What the task requires: Would you return every line of the listing below that has "ConditionType" in it?

Dataset extract:
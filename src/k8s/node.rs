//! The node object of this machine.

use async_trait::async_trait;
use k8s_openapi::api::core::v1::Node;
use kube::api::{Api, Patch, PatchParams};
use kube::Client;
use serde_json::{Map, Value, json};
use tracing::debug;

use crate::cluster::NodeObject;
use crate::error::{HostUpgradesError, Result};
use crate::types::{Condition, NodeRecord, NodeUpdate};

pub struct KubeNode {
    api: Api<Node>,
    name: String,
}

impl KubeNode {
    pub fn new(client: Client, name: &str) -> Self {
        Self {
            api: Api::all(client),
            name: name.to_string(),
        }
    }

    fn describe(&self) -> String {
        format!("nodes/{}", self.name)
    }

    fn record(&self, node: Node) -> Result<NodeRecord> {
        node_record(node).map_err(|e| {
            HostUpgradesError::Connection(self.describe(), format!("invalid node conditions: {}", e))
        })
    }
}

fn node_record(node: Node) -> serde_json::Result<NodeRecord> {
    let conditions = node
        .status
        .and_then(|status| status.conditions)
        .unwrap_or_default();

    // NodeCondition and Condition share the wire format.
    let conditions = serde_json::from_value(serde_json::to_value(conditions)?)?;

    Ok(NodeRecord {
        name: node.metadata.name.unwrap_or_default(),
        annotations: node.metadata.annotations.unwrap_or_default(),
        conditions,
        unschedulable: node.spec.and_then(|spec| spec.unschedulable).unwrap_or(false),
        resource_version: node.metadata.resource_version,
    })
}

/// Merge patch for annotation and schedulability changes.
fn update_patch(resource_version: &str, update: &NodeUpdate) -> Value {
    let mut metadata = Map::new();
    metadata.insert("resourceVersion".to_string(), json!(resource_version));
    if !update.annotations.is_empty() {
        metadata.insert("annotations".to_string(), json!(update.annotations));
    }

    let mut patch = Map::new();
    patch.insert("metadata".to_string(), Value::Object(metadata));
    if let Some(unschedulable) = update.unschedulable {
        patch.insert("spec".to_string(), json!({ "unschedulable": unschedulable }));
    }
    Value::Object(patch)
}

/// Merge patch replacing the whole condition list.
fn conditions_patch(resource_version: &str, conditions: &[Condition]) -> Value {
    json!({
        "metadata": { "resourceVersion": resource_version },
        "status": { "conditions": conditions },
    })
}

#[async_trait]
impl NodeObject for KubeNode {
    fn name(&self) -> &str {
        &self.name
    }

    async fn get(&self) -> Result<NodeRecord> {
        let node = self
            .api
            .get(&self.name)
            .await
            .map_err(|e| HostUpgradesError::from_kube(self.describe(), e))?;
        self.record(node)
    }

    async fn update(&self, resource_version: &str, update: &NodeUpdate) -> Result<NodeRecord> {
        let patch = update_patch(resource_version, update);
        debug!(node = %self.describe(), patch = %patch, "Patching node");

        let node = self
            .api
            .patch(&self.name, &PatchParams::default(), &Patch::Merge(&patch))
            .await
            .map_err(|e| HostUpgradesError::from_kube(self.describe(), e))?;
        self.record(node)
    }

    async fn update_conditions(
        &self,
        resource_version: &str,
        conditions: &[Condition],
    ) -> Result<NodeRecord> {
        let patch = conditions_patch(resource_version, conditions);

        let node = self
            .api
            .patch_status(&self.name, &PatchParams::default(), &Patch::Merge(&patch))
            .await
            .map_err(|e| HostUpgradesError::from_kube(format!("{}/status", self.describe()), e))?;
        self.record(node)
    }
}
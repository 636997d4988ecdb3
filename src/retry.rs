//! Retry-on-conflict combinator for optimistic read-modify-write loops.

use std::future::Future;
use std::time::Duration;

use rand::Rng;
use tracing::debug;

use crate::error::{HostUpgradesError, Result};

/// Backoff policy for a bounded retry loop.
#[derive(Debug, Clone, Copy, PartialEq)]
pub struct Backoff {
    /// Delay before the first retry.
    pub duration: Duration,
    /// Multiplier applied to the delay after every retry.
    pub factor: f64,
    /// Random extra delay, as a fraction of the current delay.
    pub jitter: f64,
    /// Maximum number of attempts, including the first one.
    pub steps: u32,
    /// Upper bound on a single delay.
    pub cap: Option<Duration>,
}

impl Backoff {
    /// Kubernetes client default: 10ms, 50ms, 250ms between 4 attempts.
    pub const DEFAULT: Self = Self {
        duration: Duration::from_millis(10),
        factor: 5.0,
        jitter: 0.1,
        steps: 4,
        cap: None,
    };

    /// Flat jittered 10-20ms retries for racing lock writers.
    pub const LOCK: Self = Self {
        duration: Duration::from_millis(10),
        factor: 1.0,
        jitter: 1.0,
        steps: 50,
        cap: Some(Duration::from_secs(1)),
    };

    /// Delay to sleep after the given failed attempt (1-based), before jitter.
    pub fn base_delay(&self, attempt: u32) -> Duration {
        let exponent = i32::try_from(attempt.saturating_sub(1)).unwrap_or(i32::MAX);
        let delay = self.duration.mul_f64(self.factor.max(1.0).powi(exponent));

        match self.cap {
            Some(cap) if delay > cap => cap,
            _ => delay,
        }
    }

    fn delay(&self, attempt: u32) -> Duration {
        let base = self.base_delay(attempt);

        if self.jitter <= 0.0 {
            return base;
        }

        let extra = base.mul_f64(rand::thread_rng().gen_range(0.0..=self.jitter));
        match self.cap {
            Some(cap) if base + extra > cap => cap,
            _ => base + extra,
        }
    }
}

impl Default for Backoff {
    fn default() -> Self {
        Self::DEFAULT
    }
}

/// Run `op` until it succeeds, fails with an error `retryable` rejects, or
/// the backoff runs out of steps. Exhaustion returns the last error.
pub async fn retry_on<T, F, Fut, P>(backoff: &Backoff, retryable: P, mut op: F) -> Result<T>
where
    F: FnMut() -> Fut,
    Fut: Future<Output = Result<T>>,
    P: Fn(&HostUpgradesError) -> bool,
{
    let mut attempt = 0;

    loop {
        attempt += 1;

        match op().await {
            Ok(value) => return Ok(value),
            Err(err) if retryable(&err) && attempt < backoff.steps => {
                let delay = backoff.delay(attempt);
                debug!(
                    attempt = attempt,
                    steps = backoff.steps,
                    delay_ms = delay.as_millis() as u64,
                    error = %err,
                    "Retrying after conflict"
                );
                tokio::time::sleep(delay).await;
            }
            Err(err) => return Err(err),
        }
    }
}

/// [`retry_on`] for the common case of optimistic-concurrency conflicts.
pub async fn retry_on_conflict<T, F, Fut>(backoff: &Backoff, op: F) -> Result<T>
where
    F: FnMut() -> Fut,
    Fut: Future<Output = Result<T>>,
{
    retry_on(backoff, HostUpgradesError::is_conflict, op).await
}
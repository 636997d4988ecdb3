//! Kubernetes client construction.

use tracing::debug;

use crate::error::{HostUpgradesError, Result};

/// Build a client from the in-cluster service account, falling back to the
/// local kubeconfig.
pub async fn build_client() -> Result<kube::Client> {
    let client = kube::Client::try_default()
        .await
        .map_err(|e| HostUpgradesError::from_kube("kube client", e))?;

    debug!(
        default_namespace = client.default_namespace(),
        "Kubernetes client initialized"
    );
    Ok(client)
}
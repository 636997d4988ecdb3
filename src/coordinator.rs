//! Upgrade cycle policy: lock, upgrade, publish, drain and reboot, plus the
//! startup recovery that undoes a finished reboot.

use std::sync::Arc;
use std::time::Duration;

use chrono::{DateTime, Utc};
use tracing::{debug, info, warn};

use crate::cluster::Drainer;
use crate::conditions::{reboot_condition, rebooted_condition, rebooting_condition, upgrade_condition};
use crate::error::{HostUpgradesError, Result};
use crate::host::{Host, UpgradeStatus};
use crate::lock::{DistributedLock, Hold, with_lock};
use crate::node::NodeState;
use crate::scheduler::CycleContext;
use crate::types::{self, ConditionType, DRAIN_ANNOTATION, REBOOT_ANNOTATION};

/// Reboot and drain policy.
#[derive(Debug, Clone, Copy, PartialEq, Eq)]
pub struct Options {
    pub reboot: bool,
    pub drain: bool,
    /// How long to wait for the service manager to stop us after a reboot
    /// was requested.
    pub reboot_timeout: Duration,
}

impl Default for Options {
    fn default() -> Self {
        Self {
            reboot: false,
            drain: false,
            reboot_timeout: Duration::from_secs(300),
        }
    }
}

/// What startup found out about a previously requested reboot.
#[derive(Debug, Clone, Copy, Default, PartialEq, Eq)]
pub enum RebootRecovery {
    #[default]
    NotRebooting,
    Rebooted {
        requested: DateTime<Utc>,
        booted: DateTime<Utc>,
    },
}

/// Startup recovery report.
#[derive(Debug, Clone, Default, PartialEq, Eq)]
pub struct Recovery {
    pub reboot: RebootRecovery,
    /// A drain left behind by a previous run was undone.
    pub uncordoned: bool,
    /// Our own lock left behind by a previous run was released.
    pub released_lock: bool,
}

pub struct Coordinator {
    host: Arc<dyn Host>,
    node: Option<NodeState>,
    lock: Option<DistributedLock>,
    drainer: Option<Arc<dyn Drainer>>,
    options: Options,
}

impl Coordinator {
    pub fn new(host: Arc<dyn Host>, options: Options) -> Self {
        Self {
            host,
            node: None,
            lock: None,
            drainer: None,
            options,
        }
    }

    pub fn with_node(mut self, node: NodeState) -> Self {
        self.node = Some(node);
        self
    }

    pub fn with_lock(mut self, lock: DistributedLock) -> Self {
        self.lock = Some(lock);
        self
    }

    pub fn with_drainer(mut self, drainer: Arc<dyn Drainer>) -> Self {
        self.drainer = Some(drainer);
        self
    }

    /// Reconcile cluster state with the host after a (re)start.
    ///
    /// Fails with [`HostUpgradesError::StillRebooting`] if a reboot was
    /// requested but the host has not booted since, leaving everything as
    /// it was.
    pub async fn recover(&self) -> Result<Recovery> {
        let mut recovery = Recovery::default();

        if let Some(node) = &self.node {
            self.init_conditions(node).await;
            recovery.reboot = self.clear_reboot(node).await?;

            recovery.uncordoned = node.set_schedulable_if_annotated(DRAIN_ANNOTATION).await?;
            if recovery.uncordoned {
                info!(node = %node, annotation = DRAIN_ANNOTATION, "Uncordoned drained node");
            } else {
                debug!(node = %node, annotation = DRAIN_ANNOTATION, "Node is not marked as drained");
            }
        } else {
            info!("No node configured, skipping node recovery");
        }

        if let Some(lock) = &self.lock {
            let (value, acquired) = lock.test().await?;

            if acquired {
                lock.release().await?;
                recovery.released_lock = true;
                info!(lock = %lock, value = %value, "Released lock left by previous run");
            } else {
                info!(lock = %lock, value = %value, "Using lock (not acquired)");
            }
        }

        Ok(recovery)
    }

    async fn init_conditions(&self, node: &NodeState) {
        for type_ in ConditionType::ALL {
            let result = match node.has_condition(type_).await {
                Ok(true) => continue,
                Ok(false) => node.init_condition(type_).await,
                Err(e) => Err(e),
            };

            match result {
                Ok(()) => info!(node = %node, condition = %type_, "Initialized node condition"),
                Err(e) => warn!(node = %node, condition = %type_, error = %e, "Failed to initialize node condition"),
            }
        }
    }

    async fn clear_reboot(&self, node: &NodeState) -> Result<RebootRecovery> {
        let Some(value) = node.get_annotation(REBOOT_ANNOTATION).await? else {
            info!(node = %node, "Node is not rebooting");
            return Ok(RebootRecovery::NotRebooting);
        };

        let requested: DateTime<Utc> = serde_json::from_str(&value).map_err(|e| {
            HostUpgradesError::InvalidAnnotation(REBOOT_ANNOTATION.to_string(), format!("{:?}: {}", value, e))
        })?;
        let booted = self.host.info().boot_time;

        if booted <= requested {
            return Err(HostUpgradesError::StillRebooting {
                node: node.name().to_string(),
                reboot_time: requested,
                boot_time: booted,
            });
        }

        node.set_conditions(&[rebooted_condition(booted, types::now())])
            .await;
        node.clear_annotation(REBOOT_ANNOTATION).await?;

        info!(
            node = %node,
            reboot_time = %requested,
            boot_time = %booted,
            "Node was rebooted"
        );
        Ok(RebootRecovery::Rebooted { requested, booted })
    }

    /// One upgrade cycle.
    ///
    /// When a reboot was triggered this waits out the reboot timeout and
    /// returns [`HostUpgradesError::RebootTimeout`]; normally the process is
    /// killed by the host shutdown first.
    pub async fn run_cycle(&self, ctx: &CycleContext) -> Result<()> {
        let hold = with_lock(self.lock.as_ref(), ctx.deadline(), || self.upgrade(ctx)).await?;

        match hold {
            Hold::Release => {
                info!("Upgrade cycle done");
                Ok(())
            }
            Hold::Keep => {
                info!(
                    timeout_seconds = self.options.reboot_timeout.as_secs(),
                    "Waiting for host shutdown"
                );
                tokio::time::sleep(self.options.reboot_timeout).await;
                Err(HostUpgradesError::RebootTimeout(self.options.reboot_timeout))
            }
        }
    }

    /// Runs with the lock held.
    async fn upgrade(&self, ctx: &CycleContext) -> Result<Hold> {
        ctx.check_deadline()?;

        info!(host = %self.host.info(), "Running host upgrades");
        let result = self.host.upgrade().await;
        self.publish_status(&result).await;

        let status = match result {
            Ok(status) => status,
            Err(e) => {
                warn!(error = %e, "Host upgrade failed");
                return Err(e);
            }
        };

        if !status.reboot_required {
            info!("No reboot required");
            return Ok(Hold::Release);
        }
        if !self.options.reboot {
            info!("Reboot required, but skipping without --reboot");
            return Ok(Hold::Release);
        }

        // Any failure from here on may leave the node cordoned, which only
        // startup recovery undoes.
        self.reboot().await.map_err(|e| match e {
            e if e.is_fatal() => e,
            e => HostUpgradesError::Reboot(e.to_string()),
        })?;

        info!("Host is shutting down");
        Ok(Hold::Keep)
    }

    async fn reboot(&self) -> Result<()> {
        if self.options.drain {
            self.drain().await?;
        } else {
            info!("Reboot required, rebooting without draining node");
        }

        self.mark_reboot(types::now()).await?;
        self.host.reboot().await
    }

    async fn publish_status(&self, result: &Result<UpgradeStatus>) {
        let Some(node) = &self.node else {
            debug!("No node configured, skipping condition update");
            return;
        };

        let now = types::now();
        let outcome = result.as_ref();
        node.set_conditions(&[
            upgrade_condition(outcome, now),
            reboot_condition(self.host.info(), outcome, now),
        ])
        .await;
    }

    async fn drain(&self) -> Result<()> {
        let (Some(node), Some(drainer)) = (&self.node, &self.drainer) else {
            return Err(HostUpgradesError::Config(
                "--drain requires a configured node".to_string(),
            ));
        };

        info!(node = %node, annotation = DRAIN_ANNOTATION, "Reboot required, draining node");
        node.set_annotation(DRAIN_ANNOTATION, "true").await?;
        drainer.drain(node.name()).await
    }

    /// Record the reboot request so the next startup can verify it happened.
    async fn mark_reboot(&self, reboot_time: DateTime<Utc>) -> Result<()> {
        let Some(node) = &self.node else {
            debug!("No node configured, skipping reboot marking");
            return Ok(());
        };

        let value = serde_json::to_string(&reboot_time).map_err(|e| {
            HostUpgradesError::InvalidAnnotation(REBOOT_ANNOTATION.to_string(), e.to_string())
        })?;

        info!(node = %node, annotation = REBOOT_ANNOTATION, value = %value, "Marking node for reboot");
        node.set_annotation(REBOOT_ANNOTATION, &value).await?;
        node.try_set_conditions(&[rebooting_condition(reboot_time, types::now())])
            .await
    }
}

Final answer:
use crate::types::{self, ConditionType, DRAIN_ANNOTATION, REBOOT_ANNOTATION};
        for type_ in ConditionType::ALL {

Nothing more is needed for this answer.